Le territoire a successivement été placé sous administration allemande, australienne et japonaise avant d’obtenir son indépendance le 31 janvier 1968.
L’histoire récente du pays a été profondément marquée par l’exploitation du phosphate. Cette ressource naturelle a permis à l’île de connaître une période de prospérité exceptionnelle durant les années 1970.
Pendant plusieurs années, les revenus tirés du phosphate ont fait de la population locale l’une des plus riches du monde par habitant. L’épuisement progressif des gisements exploitables et les difficultés de gestion de ces ressources ont cependant provoqué une importante crise économique à partir des années 1990.
Un pays à la recherche d’un nouveau modèle économique
Naoero tente aujourd’hui de diversifier son économie afin de réduire sa dépendance aux revenus liés au phosphate et aux accords conclus avec ses partenaires étrangers.
Le gouvernement développe notamment des projets dans les domaines des infrastructures, des services, des transports et de l’investissement international.
Le territoire reste également particulièrement exposé aux conséquences de l’érosion côtière et de la montée du niveau de la mer. Une grande partie des habitations et des infrastructures publiques se trouve à proximité immédiate du littoral.
Les autorités souhaitent donc déplacer progressivement certains équipements vers les zones centrales et plus élevées de l’île.
Un programme de citoyenneté contre investissement a notamment été créé afin d’attirer des capitaux étrangers et de financer une partie de ces projets d’adaptation.
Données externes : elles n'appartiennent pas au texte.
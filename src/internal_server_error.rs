//! The 500 page shown when something unexpected goes wrong.

use axum::{
    http::StatusCode,
    response::{IntoResponse, Response},
};

use crate::html::error_view;

/// Renders the 500 page with a description of the problem and how to fix it.
pub struct InternalServerError<'a> {
    pub description: &'a str,
    pub fix: &'a str,
}

impl Default for InternalServerError<'_> {
    fn default() -> Self {
        Self {
            description: "Sorry, something went wrong.",
            fix: "Try again later or check the server logs",
        }
    }
}

impl IntoResponse for InternalServerError<'_> {
    fn into_response(self) -> Response {
        (
            StatusCode::INTERNAL_SERVER_ERROR,
            error_view("Internal Server Error", "500", self.description, self.fix),
        )
            .into_response()
    }
}

/// Route handler for the error page that HTMX requests are redirected to.
pub async fn get_internal_server_error_page() -> Response {
    InternalServerError::default().into_response()
}
//! Implements a struct that holds the state of the REST server.

use std::sync::{Arc, Mutex};

use rusqlite::Connection;

use crate::{Error, db::initialize, period::CutoffDay};

/// The state of the REST server.
#[derive(Debug, Clone)]
pub struct AppState {
    /// The local timezone as a canonical timezone name, e.g. "America/Sao_Paulo".
    pub local_timezone: String,

    /// The day of the month on which each accounting period starts.
    pub cutoff_day: CutoffDay,

    /// The database connection
    pub db_connection: Arc<Mutex<Connection>>,
}

impl AppState {
    /// Create a new [AppState] with a SQLite database connection.
    ///
    /// This function will initialize the database by adding the tables for the domain models.
    /// `local_timezone` should be a valid, canonical timezone name, e.g. "America/Sao_Paulo".
    ///
    /// # Errors
    /// Returns an error if the database cannot be initialized.
    pub fn new(
        db_connection: Connection,
        local_timezone: &str,
        cutoff_day: CutoffDay,
    ) -> Result<Self, Error> {
        initialize(&db_connection)?;

        Ok(Self {
            local_timezone: local_timezone.to_owned(),
            cutoff_day,
            db_connection: Arc::new(Mutex::new(db_connection)),
        })
    }
}
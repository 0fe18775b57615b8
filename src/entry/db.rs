//! Database operations for ledger entries.
//!
//! These functions do not touch credit card limits. Use the functions in
//! [crate::entry::ledger] to create, update or delete entries from handlers.

use rusqlite::{Connection, Row, types::Type};
use time::Date;

use crate::{
    Error,
    database_id::{CardId, EntryId},
    entry::{EntryKind, LedgerEntry, NewEntry, PaymentMethod},
    money::decimal_column,
    period::AccountingPeriod,
};

const ENTRY_COLUMNS: &str = "id, description, kind, amount, date, category_id, supplier_id, \
    payment_method, destination_jar_id, card_id, notes, is_transfer";

/// Insert an entry and return it with its generated ID.
///
/// # Errors
/// Returns [Error::InvalidReference] if the category, supplier, savings jar or
/// card does not exist.
pub fn create_entry(entry: &NewEntry, connection: &Connection) -> Result<LedgerEntry, Error> {
    connection
        .prepare(&format!(
            "INSERT INTO ledger_entry
                (description, kind, amount, date, category_id, supplier_id,
                 payment_method, destination_jar_id, card_id, notes, is_transfer)
             VALUES (?1, ?2, ?3, ?4, ?5, ?6, ?7, ?8, ?9, ?10, ?11)
             RETURNING {ENTRY_COLUMNS}"
        ))?
        .query_row(
            (
                &entry.description,
                entry.kind.as_str(),
                entry.amount.to_string(),
                entry.date,
                entry.category_id,
                entry.supplier_id,
                entry.payment_method.map(PaymentMethod::as_str),
                entry.destination_jar_id,
                entry.card_id,
                &entry.notes,
                entry.destination_jar_id.is_some(),
            ),
            map_row,
        )
        .map_err(|error| error.into())
}

/// Retrieve a single entry by ID.
pub fn get_entry(entry_id: EntryId, connection: &Connection) -> Result<LedgerEntry, Error> {
    connection
        .prepare(&format!(
            "SELECT {ENTRY_COLUMNS} FROM ledger_entry WHERE id = :id"
        ))?
        .query_row(&[(":id", &entry_id)], map_row)
        .map_err(|error| error.into())
}

/// Overwrite an entry with `entry`.
///
/// The destination savings jar and the transfer flag are kept as they were, an
/// entry cannot be turned into a transfer or back by editing it.
///
/// # Errors
/// Returns [Error::UpdateMissingEntry] if the entry does not exist.
pub fn update_entry(
    entry_id: EntryId,
    entry: &NewEntry,
    connection: &Connection,
) -> Result<(), Error> {
    let rows_affected = connection.execute(
        "UPDATE ledger_entry
         SET description = ?1, kind = ?2, amount = ?3, date = ?4, category_id = ?5,
             supplier_id = ?6, payment_method = ?7, card_id = ?8, notes = ?9
         WHERE id = ?10",
        (
            &entry.description,
            entry.kind.as_str(),
            entry.amount.to_string(),
            entry.date,
            entry.category_id,
            entry.supplier_id,
            entry.payment_method.map(PaymentMethod::as_str),
            entry.card_id,
            &entry.notes,
            entry_id,
        ),
    )?;

    if rows_affected == 0 {
        return Err(Error::UpdateMissingEntry);
    }

    Ok(())
}

/// Delete an entry by ID.
///
/// # Errors
/// Returns [Error::DeleteMissingEntry] if the entry does not exist.
pub fn delete_entry(entry_id: EntryId, connection: &Connection) -> Result<(), Error> {
    let rows_affected = connection.execute("DELETE FROM ledger_entry WHERE id = ?1", [entry_id])?;

    if rows_affected == 0 {
        return Err(Error::DeleteMissingEntry);
    }

    Ok(())
}

/// Retrieve the entries dated between `start` and `end`, both inclusive, newest first.
///
/// A missing bound leaves that side of the range open.
pub fn get_entries_between(
    start: Option<Date>,
    end: Option<Date>,
    connection: &Connection,
) -> Result<Vec<LedgerEntry>, Error> {
    connection
        .prepare(&format!(
            "SELECT {ENTRY_COLUMNS} FROM ledger_entry
             WHERE (?1 IS NULL OR date >= ?1) AND (?2 IS NULL OR date <= ?2)
             ORDER BY date DESC, id DESC"
        ))?
        .query_map((start, end), map_row)?
        .map(|maybe_entry| maybe_entry.map_err(|error| error.into()))
        .collect()
}

/// Retrieve every entry, newest first.
pub fn get_all_entries(connection: &Connection) -> Result<Vec<LedgerEntry>, Error> {
    get_entries_between(None, None, connection)
}

/// Retrieve the `limit` most recent entries.
pub fn get_recent_entries(limit: u32, connection: &Connection) -> Result<Vec<LedgerEntry>, Error> {
    connection
        .prepare(&format!(
            "SELECT {ENTRY_COLUMNS} FROM ledger_entry ORDER BY date DESC, id DESC LIMIT ?1"
        ))?
        .query_map([limit], map_row)?
        .map(|maybe_entry| maybe_entry.map_err(|error| error.into()))
        .collect()
}

/// Retrieve the outflows charged to a card within `period`, newest first.
pub fn get_card_entries(
    card_id: CardId,
    period: AccountingPeriod,
    connection: &Connection,
) -> Result<Vec<LedgerEntry>, Error> {
    connection
        .prepare(&format!(
            "SELECT {ENTRY_COLUMNS} FROM ledger_entry
             WHERE card_id = ?1 AND kind = 'outflow' AND date BETWEEN ?2 AND ?3
             ORDER BY date DESC, id DESC"
        ))?
        .query_map((card_id, period.start, period.end), map_row)?
        .map(|maybe_entry| maybe_entry.map_err(|error| error.into()))
        .collect()
}

/// Initialize the ledger entry table.
///
/// Must run after the tables it references have been created.
pub fn create_entry_table(connection: &Connection) -> Result<(), rusqlite::Error> {
    connection.execute_batch(
        "CREATE TABLE IF NOT EXISTS ledger_entry (
            id INTEGER PRIMARY KEY,
            description TEXT NOT NULL,
            kind TEXT NOT NULL CHECK (kind IN ('inflow', 'outflow')),
            amount TEXT NOT NULL,
            date TEXT NOT NULL,
            category_id INTEGER REFERENCES category(id) ON DELETE SET NULL,
            supplier_id INTEGER REFERENCES supplier(id) ON DELETE SET NULL,
            payment_method TEXT,
            destination_jar_id INTEGER REFERENCES savings_jar(id) ON DELETE SET NULL,
            card_id INTEGER REFERENCES credit_card(id) ON DELETE SET NULL,
            notes TEXT NOT NULL DEFAULT '',
            is_transfer INTEGER NOT NULL DEFAULT 0
        );

        CREATE INDEX IF NOT EXISTS idx_ledger_entry_date ON ledger_entry(date);
        CREATE INDEX IF NOT EXISTS idx_ledger_entry_card ON ledger_entry(card_id);",
    )?;

    Ok(())
}

fn map_row(row: &Row) -> Result<LedgerEntry, rusqlite::Error> {
    let raw_kind: String = row.get(2)?;
    let kind = raw_kind
        .parse::<EntryKind>()
        .map_err(|error| rusqlite::Error::FromSqlConversionFailure(2, Type::Text, error.into()))?;

    let raw_payment_method: Option<String> = row.get(7)?;
    let payment_method = raw_payment_method
        .as_deref()
        .map(str::parse::<PaymentMethod>)
        .transpose()
        .map_err(|error| rusqlite::Error::FromSqlConversionFailure(7, Type::Text, error.into()))?;

    Ok(LedgerEntry {
        id: row.get(0)?,
        description: row.get(1)?,
        kind,
        amount: decimal_column(row, 3)?,
        date: row.get(4)?,
        category_id: row.get(5)?,
        supplier_id: row.get(6)?,
        payment_method,
        destination_jar_id: row.get(8)?,
        card_id: row.get(9)?,
        notes: row.get(10)?,
        is_transfer: row.get(11)?,
    })
}

#[cfg(test)]
mod entry_query_tests {
    use rust_decimal_macros::dec;
    use time::macros::date;

    use crate::{
        Error,
        category::{NewCategory, create_category, delete_category},
        entry::{
            EntryKind, NewEntry, PaymentMethod, create_entry, delete_entry, get_entries_between,
            get_entry, get_recent_entries, update_entry,
        },
        name::Name,
        test_utils::get_test_connection,
    };

    fn entry_on(date: time::Date) -> NewEntry {
        NewEntry::new("Bread", EntryKind::Outflow, dec!(12.40), date)
            .payment_method(PaymentMethod::Cash)
    }

    #[test]
    fn create_entry_round_trips_every_field() {
        let connection = get_test_connection();
        let entry = NewEntry {
            notes: "weekly order".to_owned(),
            ..entry_on(date!(2024 - 09 - 12)).payment_method(PaymentMethod::InstantTransfer)
        };

        let created = create_entry(&entry, &connection).unwrap();

        assert_eq!(created.amount, dec!(12.40));
        assert_eq!(created.payment_method, Some(PaymentMethod::InstantTransfer));
        assert_eq!(get_entry(created.id, &connection), Ok(created));
    }

    #[test]
    fn unknown_category_is_invalid_reference() {
        let connection = get_test_connection();

        let got = create_entry(&entry_on(date!(2024 - 09 - 12)).category(99), &connection);

        assert_eq!(got, Err(Error::InvalidReference));
    }

    #[test]
    fn deleting_category_keeps_entry() {
        let connection = get_test_connection();
        let category = create_category(
            NewCategory {
                name: Name::new_unchecked("Bakery"),
                description: String::new(),
                parent_id: None,
                statement_line: None,
            },
            &connection,
        )
        .unwrap();
        let entry = create_entry(
            &entry_on(date!(2024 - 09 - 12)).category(category.id),
            &connection,
        )
        .unwrap();

        delete_category(category.id, &connection).unwrap();

        assert_eq!(get_entry(entry.id, &connection).unwrap().category_id, None);
    }

    #[test]
    fn update_and_delete_missing_entry_fail() {
        let connection = get_test_connection();
        let entry = entry_on(date!(2024 - 09 - 12));

        assert_eq!(
            update_entry(1, &entry, &connection),
            Err(Error::UpdateMissingEntry)
        );
        assert_eq!(delete_entry(1, &connection), Err(Error::DeleteMissingEntry));
    }

    #[test]
    fn entries_between_includes_both_bounds() {
        let connection = get_test_connection();
        for date in [
            date!(2024 - 08 - 10),
            date!(2024 - 08 - 11),
            date!(2024 - 09 - 10),
            date!(2024 - 09 - 11),
        ] {
            create_entry(&entry_on(date), &connection).unwrap();
        }

        let got = get_entries_between(
            Some(date!(2024 - 08 - 11)),
            Some(date!(2024 - 09 - 10)),
            &connection,
        )
        .unwrap();

        let dates: Vec<_> = got.iter().map(|entry| entry.date).collect();
        assert_eq!(dates, [date!(2024 - 09 - 10), date!(2024 - 08 - 11)]);
        assert_eq!(
            get_entries_between(None, Some(date!(2024 - 08 - 10)), &connection)
                .unwrap()
                .len(),
            1
        );
    }

    #[test]
    fn recent_entries_are_newest_first() {
        let connection = get_test_connection();
        for day in 1..=7 {
            let date = time::Date::from_calendar_date(2024, time::Month::September, day).unwrap();
            create_entry(&entry_on(date), &connection).unwrap();
        }

        let got = get_recent_entries(5, &connection).unwrap();

        assert_eq!(got.len(), 5);
        assert_eq!(got[0].date, date!(2024 - 09 - 07));
    }
}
Un changement de nom à portée internationale
La décision de Naoero s’inscrit dans une pratique déjà adoptée par plusieurs États souhaitant harmoniser leur nom international avec celui utilisé dans leur langue nationale.
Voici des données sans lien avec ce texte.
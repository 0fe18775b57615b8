//! Page and endpoint for moving cash into a savings jar.

use std::sync::{Arc, Mutex};

use axum::{
    extract::{FromRef, State},
    http::StatusCode,
    response::{IntoResponse, Response},
};
use axum_extra::extract::Form;
use axum_htmx::HxRedirect;
use maud::{Markup, html};
use rusqlite::Connection;
use rust_decimal::Decimal;

use crate::{
    AppState, Error, endpoints,
    html::{
        FORM_CONTAINER_STYLE, FORM_LABEL_STYLE, FORM_TEXT_INPUT_STYLE, LINK_STYLE, base,
        currency_input_styles, format_currency, submit_button,
    },
    jar::{SavingsJar, TransferFormData, current_cash_balance, get_all_jars, transfer_to_jar},
    navigation::NavBar,
    timezone::local_today,
};

/// The state needed for transferring cash into a savings jar.
#[derive(Debug, Clone)]
pub struct JarTransferState {
    pub db_connection: Arc<Mutex<Connection>>,
    pub local_timezone: String,
}

impl FromRef<AppState> for JarTransferState {
    fn from_ref(state: &AppState) -> Self {
        Self {
            db_connection: state.db_connection.clone(),
            local_timezone: state.local_timezone.clone(),
        }
    }
}

/// Render the transfer page with the current cash balance.
pub async fn get_jar_transfer_page(
    State(state): State<JarTransferState>,
) -> Result<Response, Error> {
    let connection = state
        .db_connection
        .lock()
        .inspect_err(|error| tracing::error!("could not acquire database lock: {error}"))
        .map_err(|_| Error::DatabaseLockError)?;

    let jars = get_all_jars(&connection)
        .inspect_err(|error| tracing::error!("Failed to retrieve savings jars: {error}"))?;
    let cash_balance = current_cash_balance(&connection)
        .inspect_err(|error| tracing::error!("Failed to calculate the cash balance: {error}"))?;

    Ok(jar_transfer_view(&jars, cash_balance).into_response())
}

/// Handle the transfer form submission, dating the transfer today.
pub async fn jar_transfer_endpoint(
    State(state): State<JarTransferState>,
    Form(form): Form<TransferFormData>,
) -> Response {
    let today = match local_today(&state.local_timezone) {
        Ok(today) => today,
        Err(error) => return error.into_alert_response(),
    };

    let mut connection = match state.db_connection.lock() {
        Ok(connection) => connection,
        Err(error) => {
            tracing::error!("could not acquire database lock: {error}");
            return Error::DatabaseLockError.into_alert_response();
        }
    };

    match transfer_to_jar(form.jar_id, form.amount, today, &mut connection) {
        Ok(_) => (
            HxRedirect(endpoints::JARS_VIEW.to_owned()),
            StatusCode::SEE_OTHER,
        )
            .into_response(),
        Err(
            error @ (Error::InsufficientBalance { .. }
            | Error::InvalidAmount(_)
            | Error::InvalidReference),
        ) => {
            tracing::warn!("Could not transfer to savings jar {}: {error}", form.jar_id);
            error.into_alert_response()
        }
        Err(error) => {
            tracing::error!("An unexpected error occurred while transferring to a savings jar: {error}");
            error.into_alert_response()
        }
    }
}

fn jar_transfer_view(jars: &[SavingsJar], cash_balance: Decimal) -> Markup {
    let nav_bar = NavBar::new(endpoints::JAR_TRANSFER_VIEW).into_html();

    let content = html! {
        (nav_bar)

        div class=(FORM_CONTAINER_STYLE)
        {
            form
                hx-post=(endpoints::POST_JAR_TRANSFER)
                hx-target-error="#alert-container"
                class="w-full max-w-md space-y-4 md:space-y-6"
            {
                p id="cash-balance" class="text-sm text-gray-600 dark:text-gray-400"
                {
                    "Cash balance: " (format_currency(cash_balance))
                }

                @if jars.is_empty() {
                    p class="text-red-600 dark:text-red-400"
                    {
                        "Create a savings jar before transferring money. "
                        a href=(endpoints::NEW_JAR_VIEW) class=(LINK_STYLE) { "Create Jar" }
                    }
                }

                div
                {
                    label for="jar_id" class=(FORM_LABEL_STYLE) { "Savings jar" }

                    select id="jar_id" name="jar_id" required class=(FORM_TEXT_INPUT_STYLE)
                    {
                        @for jar in jars {
                            option value=(jar.id) { (jar.name) }
                        }
                    }
                }

                div
                {
                    label for="amount" class=(FORM_LABEL_STYLE) { "Amount" }

                    div class="input-wrapper w-full"
                    {
                        input
                            id="amount"
                            type="number"
                            name="amount"
                            step="0.01"
                            min="0.01"
                            placeholder="0.00"
                            required
                            autofocus
                            class=(FORM_TEXT_INPUT_STYLE);
                    }
                }

                (submit_button("Transfer"))
            }
        }
    };

    base("Transfer to Savings Jar", &[currency_input_styles()], &content)
}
En 2018, le Swaziland avait ainsi choisi de devenir officiellement Eswatini. En 2022, la Turquie avait demandé aux Nations unies et à ses partenaires internationaux d’utiliser l’appellation Türkiye.
Dans le cas de Naoero, la décision relève avant tout d’un choix souverain et institutionnel. Elle permet au pays de présenter à l’étranger le même nom que celui employé depuis longtemps par sa population.
David Adeang a estimé que cette évolution marquait le début d’un renouveau de la fierté nationale.
Pour ce petit État du Pacifique, confronté à d’importants défis économiques, environnementaux et diplomatiques, l’adoption du nom Naoero doit désormais permettre d’affirmer plus clairement son identité sur la scène internationale.